A história começa como a apresentação das férias juvenis. Com o Verão vem o tempo desocupado e a dupla de irmãos, Jem e Scout, inclui, nas suas brincadeiras, o vizinho que parece ter uma imaginação sem fim  – tanto para criar ficções nas quais se divertem, como para criar episódios ficcionais na sua própria vida. Não é de estranhar que o trio se volte para a casa mais singular da cidade – uma casa que dizem estar assombrada, mas que afinal é habitada por alguém que nunca de lá sai. Como desconhecido, a figura que vive nesta casa passa a ser temida. Ultrapassar o portão é mostrar coragem e é claro que, nestas idades, os jovens se desafiam para ultrapassar os limites da propriedade.

As aulas recomeçam. Com elas ausenta-se o rapaz vizinho, mas apresenta-se uma nova professora. Quando, à hora de almoço, um dos rapazes aparece desprovido de almoço, Scout, a irmã mais nova, apressa-se a explicar que tal não é estranho, dada a proveniência familiar do jovem. Razão para Scout levar umas quantas reguadas. Assim começa, na escola, a caracterização das familias que habitam naquela localidade, em que cada uma tem um papel definido: as boas famílias, os agricultores pobres, aqueles que vivem à margem da lei (através de subsídios e em condições miseráveis), e os pretos (que não têm direito a ir à escola).

Esta caracterização vai sendo aprofundada de forma indirecta ao longo da história, mas atinge o auge quando o pai de Scout e Jem, advogado, defende um jovem de uma acusação de violação.

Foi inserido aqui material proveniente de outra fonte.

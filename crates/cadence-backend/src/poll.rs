//! Periodic refetching.
//!
//! [`spawn_poll`] runs a task on a fixed interval until the returned
//! [`PollHandle`] is cancelled or dropped. A tick that is already running
//! finishes; no new tick starts after cancellation.

use std::future::Future;
use std::time::Duration;

use tokio::sync::watch;
use tokio::task::JoinHandle;
use tokio::time::MissedTickBehavior;

/// Handle for a running poll task. Dropping it cancels the poll.
pub struct PollHandle {
    name: &'static str,
    cancel: watch::Sender<bool>,
    task: Option<JoinHandle<()>>,
}

impl PollHandle {
    pub fn name(&self) -> &'static str {
        self.name
    }

    /// Request cancellation. Idempotent.
    pub fn cancel(&self) {
        self.cancel.send_replace(true);
    }

    pub fn is_cancelled(&self) -> bool {
        *self.cancel.borrow()
    }

    pub fn is_finished(&self) -> bool {
        self.task.as_ref().is_none_or(|t| t.is_finished())
    }

    /// Cancel and wait for the poll loop to exit.
    pub async fn join(mut self) {
        self.cancel();
        if let Some(task) = self.task.take() {
            if let Err(e) = task.await {
                tracing::warn!(poll = self.name, error = %e, "poll task ended abnormally");
            }
        }
    }
}

impl Drop for PollHandle {
    fn drop(&mut self) {
        self.cancel();
    }
}

/// Run `tick` every `every`, starting immediately.
///
/// Ticks never overlap: if one runs longer than `every`, the next starts
/// when it finishes.
pub fn spawn_poll<F, Fut>(name: &'static str, every: Duration, mut tick: F) -> PollHandle
where
    F: FnMut() -> Fut + Send + 'static,
    Fut: Future<Output = ()> + Send + 'static,
{
    let (cancel, mut cancelled) = watch::channel(false);

    let task = tokio::spawn(async move {
        let mut interval = tokio::time::interval(every);
        interval.set_missed_tick_behavior(MissedTickBehavior::Delay);
        tracing::info!(poll = name, every_ms = every.as_millis() as u64, "poll started");

        loop {
            tokio::select! {
                biased;
                changed = cancelled.changed() => {
                    // Err: every handle is gone.
                    if changed.is_err() || *cancelled.borrow() {
                        break;
                    }
                }
                _ = interval.tick() => tick().await,
            }
        }

        tracing::info!(poll = name, "poll stopped");
    });

    PollHandle {
        name,
        cancel,
        task: Some(task),
    }
}
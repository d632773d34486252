//! cadence-schedule
//!
//! Questionnaire scheduling rules. Pure functions over the records in
//! `cadence-core`. No I/O, no clock. Every operation takes `now` explicitly
//! so callers (the sweep, the submission path, tests) control time.

pub mod answers;
pub mod error;
pub mod lifecycle;
pub mod occurrence;
pub mod stats;
pub mod tracker;
pub mod validate;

Scout e Jem começam a ser gozados pelos colegas – o jovem que o pai está a defender é preto. Respondem, claro, agressivamente, sem perceberem, na prática, o que estão a defender, ou do que está a ser acusado o pai. Os ânimos exaltam-se e até homens bons se unem para tentar fazer ver ao advogado o erro de prosseguir com a defesa – irritados pela confrontação da palavra de um preto contra a palavra de um branco. As designações de raça existem e têm como objectivo impôr, ao leitor, a visão da época.

Utilizando o ponto de vista das crianças, a história consegue ser percepcionada sem a força de todas as barreiras sociais que realmente aqui estão em jogo. As crianças já entendem estas barreiras mas não lhes dão maior importância do que à justiça. O pai, advogado, é uma personagem correcta que não deixa de defender o que é correcto – nem quando a irmã faz questão de aparecer para tentar impor normas mais femininas à menina.

Vencedor de um Pulitzer, trata-se de um romance mais complexo do que parece. Complexo por toda a dimensão social que transporta. O caso de tribunal acaba por quebrar a inocência destas crianças que se deparam com a injustiça baseada na cor da pele, as inevitáveis diferenças económicas e com as diferentes expectativas para o crescimento de um rapaz e de uma rapariga. Tratam-se de elementos que quebram a visão da sociedade e do crescimento – a das personagens e a do leitor.

Mataram a Cotovia foi publicado em Portugal pela Relógio D’Água, tratando-se de uma edição pouco habitual para esta editora. Em termos de edição nota-se que a lombada não tem o tamanho apropriado para o número de folhas (um dos cadernos está colado fora desta).